WORK INSTRUCTIONS
Print every line of the data exactly as shown.

Collected data entries:
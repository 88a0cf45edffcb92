//! Core/Drude particle pairing.
//!
//! Atom types are classified as non-polarizable, core or Drude, and every
//! polarizable atom carries the tag of its bonded partner. The partner links
//! are discovered from the bond topology distributed over all processes and
//! then travel with their atoms through migration and ghost replication.

mod discovery;
mod error;
mod registry;
mod role;

pub use discovery::*;
pub use error::*;
pub use registry::*;
pub use role::*;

FINAL ANSWER
repository 88a0cf45edffcb92
//! Core/Drude particle pairing.
//!
//! Atom types are classified as non-polarizable, core or Drude, and every
//! polarizable atom carries the tag of its bonded partner. The partner links
//! are discovered from the bond topology distributed over all processes and
//! then travel with their atoms through migration and ghost replication.

mod discovery;
mod error;
mod registry;
mod role;

pub use discovery::*;
pub use error::*;
pub use registry::*;
pub use role::*;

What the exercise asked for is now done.